Progressive advocates say Mr. Biden is too tough on immigrants and relies too heavily on the deterrence policies adopted by former President Donald Trump. Meanwhile, Republicans continue to argue that the current immigration crisis is one of Mr. Biden’s own making, and accuse his administration of lax border enforcement.

The lawsuits also highlight the dangers of federal immigration policymaking amid decades of congressional inaction on the issue. Like his predecessors, Mr. Biden has used his executive authority broadly to implement major immigration policies along the southern border and in the interior. And like the unilateral changes of his predecessors, Mr. Biden’s policy agenda has been challenged, and sometimes derailed, by litigation.

Theresa Cardinal Brown, a former U.S. immigration official under former President George W. Bush, said, “Before you get to the point where another administration comes in, a court can strike down a rule or policy with an injunction. And it has to be changed immediately.” Bush and Barack Obama. “It has a knock-on effect on policy.”

For example, a Texas lawsuit blocked the Obama administration from granting work permits and deportation protections to unauthorized immigrants whose children were US citizens or permanent US residents. The Trump administration’s myriad asylum restrictions, immigrant family separation policy and efforts to curtail legal immigration have faced dozens of successful legal challenges from Democratic-led states and advocacy groups such as the ACLU.

This trend has continued, if not accelerated, under Mr. Biden. During his first two years in office, Texas and other Republican-led states have mostly asked judges to end the 100-day ban on deportations, limit arrests by Immigration and Customs Enforcement (ICE) and end the Trump-era policy. Convinced? “Stay in Mexico” that forced asylum seekers to wait for their court dates outside the US

Republican state officials extended the repeal of the Title 42 public health order — which allowed border agents to remove asylum seekers without vetting them — for a year. The pandemic’s reign ended only this month as legal challenges to the expiration of the COVID-19 national emergency were eliminated.

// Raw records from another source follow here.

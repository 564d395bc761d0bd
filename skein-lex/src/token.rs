#![forbid(unsafe_code)]

use skein_ast::Span;

#[derive(Clone, Debug, PartialEq)]
pub struct Token {
    pub kind: TokenKind,
    pub span: Span,
}

#[derive(Clone, Debug, PartialEq)]
pub enum TokenKind {
    // Keywords
    KwLet,
    KwFn,
    KwReturn,
    KwIf,
    KwElse,
    KwWhile,
    KwFor,
    KwIn,
    KwBreak,
    KwTrue,
    KwFalse,
    KwNil,
    KwAnd,
    KwOr,
    KwNot,

    // Operators / punctuation
    EqEq,
    Neq,
    Lt,
    Gt,
    Le,
    Ge,
    Eq,

    Plus,
    Minus,
    Star,
    Slash,
    Percent,

    Ellipsis,
    DotDot,
    Dot,
    Comma,
    Colon,
    Semi,

    LParen,
    RParen,
    LBrace,
    RBrace,
    LBracket,
    RBracket,

    Newline,
    Eof,

    // Literals / identifiers
    Ident(String),
    Number(f64),
    String(String),
}

impl TokenKind {
    pub fn describe(&self) -> String {
        match self {
            TokenKind::Ident(name) => format!("identifier '{name}'"),
            TokenKind::Number(n) => format!("number {n}"),
            TokenKind::String(_) => "string literal".to_string(),
            TokenKind::Newline => "end of line".to_string(),
            TokenKind::Eof => "end of input".to_string(),
            other => format!("'{}'", other.symbol()),
        }
    }

    fn symbol(&self) -> &'static str {
        match self {
            TokenKind::KwLet => "let",
            TokenKind::KwFn => "fn",
            TokenKind::KwReturn => "return",
            TokenKind::KwIf => "if",
            TokenKind::KwElse => "else",
            TokenKind::KwWhile => "while",
            TokenKind::KwFor => "for",
            TokenKind::KwIn => "in",
            TokenKind::KwBreak => "break",
            TokenKind::KwTrue => "true",
            TokenKind::KwFalse => "false",
            TokenKind::KwNil => "nil",
            TokenKind::KwAnd => "and",
            TokenKind::KwOr => "or",
            TokenKind::KwNot => "not",
            TokenKind::EqEq => "==",
            TokenKind::Neq => "!=",
            TokenKind::Lt => "<",
            TokenKind::Gt => ">",
            TokenKind::Le => "<=",
            TokenKind::Ge => ">=",
            TokenKind::Eq => "=",
            TokenKind::Plus => "+",
            TokenKind::Minus => "-",
            TokenKind::Star => "*",
            TokenKind::Slash => "/",
            TokenKind::Percent => "%",
            TokenKind::Ellipsis => "...",
            TokenKind::DotDot => "..",
            TokenKind::Dot => ".",
            TokenKind::Comma => ",",
            TokenKind::Colon => ":",
            TokenKind::Semi => ";",
            TokenKind::LParen => "(",
            TokenKind::RParen => ")",
            TokenKind::LBrace => "{",
            TokenKind::RBrace => "}",
            TokenKind::LBracket => "[",
            TokenKind::RBracket => "]",
            TokenKind::Newline => "\\n",
            TokenKind::Eof => "<eof>",
            TokenKind::Ident(_) | TokenKind::Number(_) | TokenKind::String(_) => "<literal>",
        }
    }
}
use std::fmt;

use skein_parse::SyntaxError;

/// One entry of a stack traceback, innermost first.
#[derive(Clone, Debug, PartialEq, Eq)]
pub struct TraceFrame {
    pub function: String,
    pub chunk: String,
    pub line: u32,
    pub native: bool,
    pub main: bool,
}

impl fmt::Display for TraceFrame {
    fn fmt(&self, f: &mut fmt::Formatter<'_>) -> fmt::Result {
        if self.native {
            write!(f, "[native]: in function '{}'", self.function)
        } else if self.main {
            write!(f, "{}:{}: in main chunk", self.chunk, self.line)
        } else {
            write!(f, "{}:{}: in function '{}'", self.chunk, self.line, self.function)
        }
    }
}

/// An error raised while a script runs.
///
/// `message` already carries the `chunk:line:` prefix when the error was
/// raised from script code. The traceback is captured at the raise point.
#[derive(Clone, Debug, thiserror::Error, miette::Diagnostic)]
#[error("{message}")]
#[diagnostic(code(skein::runtime))]
pub struct RuntimeError {
    pub message: String,
    pub traceback: Vec<TraceFrame>,
}

impl RuntimeError {
    pub fn new(message: impl Into<String>) -> Self {
        Self {
            message: message.into(),
            traceback: Vec::new(),
        }
    }

    /// The message followed by a `stack traceback:` section.
    pub fn with_traceback(&self) -> String {
        let mut out = self.message.clone();
        out.push_str("\nstack traceback:");
        for frame in &self.traceback {
            out.push_str("\n\t");
            out.push_str(&frame.to_string());
        }
        out
    }
}

impl From<SyntaxError> for RuntimeError {
    fn from(err: SyntaxError) -> Self {
        RuntimeError::new(err.to_string())
    }
}

/// Failure of [`crate::Interpreter::exec_source`].
#[derive(Debug, thiserror::Error, miette::Diagnostic)]
pub enum ExecError {
    #[error(transparent)]
    #[diagnostic(transparent)]
    Syntax(#[from] SyntaxError),

    #[error(transparent)]
    #[diagnostic(transparent)]
    Runtime(#[from] RuntimeError),
}

#[cfg(test)]
mod tests {
    use super::*;

    #[test]
    fn traceback_lists_frames_innermost_first() {
        let err = RuntimeError {
            message: "main:3: boom".into(),
            traceback: vec![
                TraceFrame {
                    function: "error".into(),
                    chunk: String::new(),
                    line: 0,
                    native: true,
                    main: false,
                },
                TraceFrame {
                    function: "f".into(),
                    chunk: "main".into(),
                    line: 3,
                    native: false,
                    main: false,
                },
                TraceFrame {
                    function: "?".into(),
                    chunk: "main".into(),
                    line: 5,
                    native: false,
                    main: true,
                },
            ],
        };
        assert_eq!(
            err.with_traceback(),
            "main:3: boom\nstack traceback:\n\t[native]: in function 'error'\n\
             \tmain:3: in function 'f'\n\tmain:5: in main chunk"
        );
    }
}
use std::sync::Arc;
use std::sync::atomic::{AtomicU64, Ordering};
use std::thread;

use skein_interpret::{Interpreter, PackageConfig};

use crate::codec::{self, Portable, TaskBody};
use crate::config::ThreadConfig;
use crate::error::ThreadError;
use crate::handle::{TaskRecord, ThreadHandle};
use crate::worker;

static NEXT_TASK_ID: AtomicU64 = AtomicU64::new(1);

/// Spawns tasks onto OS threads.
#[derive(Clone, Debug)]
pub struct Controller {
    config: Arc<ThreadConfig>,
    package: PackageConfig,
}

impl Controller {
    pub fn new(config: impl Into<Arc<ThreadConfig>>) -> Self {
        Self {
            config: config.into(),
            package: PackageConfig::default(),
        }
    }

    /// Module-search strings handed to every worker this controller spawns.
    pub fn with_package(mut self, package: PackageConfig) -> Self {
        self.package = package;
        self
    }

    /// A controller whose workers inherit `interp`'s current `package` strings.
    pub fn inheriting(config: impl Into<Arc<ThreadConfig>>, interp: &Interpreter) -> Self {
        Self::new(config).with_package(interp.package_config())
    }

    pub fn config(&self) -> &Arc<ThreadConfig> {
        &self.config
    }

    pub fn package(&self) -> &PackageConfig {
        &self.package
    }

    /// Encode `task` and `args` and start a worker thread running them.
    ///
    /// Returns as soon as the thread exists. Values that cannot be encoded
    /// fail here, before any thread is created.
    pub fn spawn(&self, task: TaskBody, args: Vec<Portable>) -> Result<ThreadHandle, ThreadError> {
        let mut tuple = Vec::with_capacity(args.len() + 1);
        tuple.push(Portable::Task(task));
        tuple.extend(args);
        let input = codec::encode(&tuple)?;

        let id = NEXT_TASK_ID.fetch_add(1, Ordering::Relaxed);
        let record = Arc::new(TaskRecord::new(
            id,
            input,
            self.package.clone(),
            Arc::clone(&self.config),
        ));

        let mut builder = thread::Builder::new().name(format!("{}-{id}", self.config.name_prefix));
        if let Some(size) = self.config.stack_size {
            builder = builder.stack_size(size);
        }
        let worker_record = Arc::clone(&record);
        let join = builder.spawn(move || worker::run(worker_record)).map_err(|e| {
            tracing::warn!(task = id, error = %e, "failed to create worker thread");
            ThreadError::Resource(e)
        })?;

        tracing::debug!(task = id, "spawned worker thread");
        Ok(ThreadHandle::new(record, join, self.config.drop_policy))
    }
}

impl Default for Controller {
    fn default() -> Self {
        Self::new(ThreadConfig::default())
    }
}

/// Hint the OS scheduler to run another thread.
pub fn yield_now() {
    thread::yield_now();
}
#![forbid(unsafe_code)]

use std::fs;
use std::path::{Path, PathBuf};
use std::sync::Arc;

use clap::{Parser, Subcommand};
use miette::{Diagnostic, IntoDiagnostic, NamedSource};
use skein_interpret::{Interpreter, InterpreterConfig, Value};
use thiserror::Error;
use tracing_subscriber::EnvFilter;

mod manifest;

use manifest::ResolvedManifest;

#[derive(Parser, Debug)]
#[command(name = "skein", version, about = "Skein scripting runtime with OS threads")]
struct Cli {
    /// Explicit manifest path. By default `skein.toml` is searched upward.
    #[arg(long, global = true)]
    config: Option<PathBuf>,

    /// Call depth limit of the main interpreter. Overrides `skein.toml`.
    #[arg(long, global = true)]
    max_call_depth: Option<usize>,

    #[command(subcommand)]
    cmd: Cmd,
}

#[derive(Subcommand, Debug)]
enum Cmd {
    /// Run a script file
    Run {
        /// Input .sk file
        #[arg(default_value = "main.sk")]
        path: PathBuf,

        /// Arguments passed to the main chunk as `...`
        #[arg(trailing_var_arg = true)]
        args: Vec<String>,
    },
    /// Run a source string and print what it returns
    Eval {
        source: String,

        #[arg(trailing_var_arg = true)]
        args: Vec<String>,
    },
}

#[derive(Debug, Error, Diagnostic)]
#[error("{message}")]
#[diagnostic(code(skein::script))]
struct ScriptFailed {
    message: String,
}

fn init_logging() {
    let filter = EnvFilter::try_from_env("SKEIN_LOG")
        .or_else(|_| EnvFilter::try_from_default_env())
        .unwrap_or_else(|_| EnvFilter::new("warn"));
    tracing_subscriber::fmt()
        .with_env_filter(filter)
        .with_writer(std::io::stderr)
        .init();
}

fn resolve_manifest(
    cli_config: &Option<PathBuf>,
    start: &Path,
) -> miette::Result<ResolvedManifest> {
    let mut resolved = match cli_config {
        Some(path) => manifest::load_manifest_file(path)?,
        None => manifest::load_resolved_manifest(start)?,
    };
    resolved.apply_env(|key| std::env::var(key).ok());
    if let Some(path) = &resolved.manifest_path {
        tracing::debug!(
            manifest = %path.display(),
            root = %resolved.project_root.display(),
            "loaded manifest"
        );
    }
    Ok(resolved)
}

fn new_interpreter(resolved: &ResolvedManifest, max_call_depth: Option<usize>) -> Interpreter {
    let mut interp = Interpreter::new(InterpreterConfig {
        max_call_depth: max_call_depth.unwrap_or(resolved.max_call_depth),
        package: resolved.package.clone(),
        capture_output: false,
    });
    skein_thread::install(&mut interp, Arc::new(resolved.threads.clone()));
    interp.set_message_handler(|err| err.with_traceback());
    interp
}

fn exec(
    interp: &mut Interpreter,
    name: &str,
    src: &str,
    args: Vec<String>,
) -> miette::Result<Vec<Value>> {
    let main = interp.load(src, name).map_err(|e| {
        miette::Report::new(e).with_source_code(NamedSource::new(name, src.to_string()))
    })?;
    let args = args.into_iter().map(Value::from).collect();
    interp.call(&main, args).map_err(|err| {
        ScriptFailed {
            message: err.with_traceback(),
        }
        .into()
    })
}

fn main() -> miette::Result<()> {
    init_logging();
    let cli = Cli::parse();

    match cli.cmd {
        Cmd::Run { path, args } => {
            let resolved = resolve_manifest(&cli.config, &path)?;
            let src = fs::read_to_string(&path).into_diagnostic()?;
            let name = path.to_string_lossy().to_string();
            let mut interp = new_interpreter(&resolved, cli.max_call_depth);
            exec(&mut interp, &name, &src, args)?;
        }
        Cmd::Eval { source, args } => {
            let cwd = std::env::current_dir().into_diagnostic()?;
            let resolved = resolve_manifest(&cli.config, &cwd)?;
            let mut interp = new_interpreter(&resolved, cli.max_call_depth);
            let values = exec(&mut interp, "=eval", &source, args)?;
            if !values.is_empty() {
                let line: Vec<String> = values.iter().map(Value::to_string).collect();
                println!("{}", line.join("\t"));
            }
        }
    }

    tracing::debug!(live_workers = skein_thread::live_workers(), "exiting");
    Ok(())
}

Mexico-US-Migration-Border
Immigrants wait to cross the banks of the Rio Grande to the United States, as seen on May 9, 2023, in Matamoros, Tamaulipas, Mexico.

Alfredo Estrella/AFP via Getty Images


Most recently, a federal judge granted Florida’s request to block the Biden administration’s immigrant release policy that was intended to reduce overcrowding inside Border Patrol facilities. Another federal judge in Texas is also expected to rule soon on a request from Republican-led states to ask the Biden administration to end the Deferred Action for Childhood Arrivals (DACA) program for 600,000 immigrant “Dreamers.” Be forced to.

Other matters remain unresolved, including a bid to close Texas. Popular programs That allows up to 30,000 Cubans, Haitians, Nicaraguans and Venezuelans to enter the country legally each month with US financial aid.

Cardinal Brown, now a senior adviser at the Bipartisan Policy Center, said Congress’s inability or reluctance to change immigration law in any significant way since the 1990s has left states and groups that disagree with the administration in power. There are no, has forced policy disputes in the federal court. system

“The main reason we are looking at these particular cases from states is political and policy disagreement,” Cardinal Brown said. “The judiciary shouldn’t be a policy-making body, and we’re basically asking it to make policy.”

In a recent briefing, the Department of Homeland Security’s top immigration and border policy official, Blas Noz Neto, said the cases “clearly show how fundamentally broken our immigration system is.”

The administration, Núñez Neto argued, is implementing “innovative” administrative measures to curb illegal border entries, which fell sharply after Title 42 expired on May 11. The lawsuits prevail, Nunez-Nato pointed out to Congress.

“At the end of the day, we’re just making it clear that there is no lasting solution that doesn’t involve the US Congress,” he said.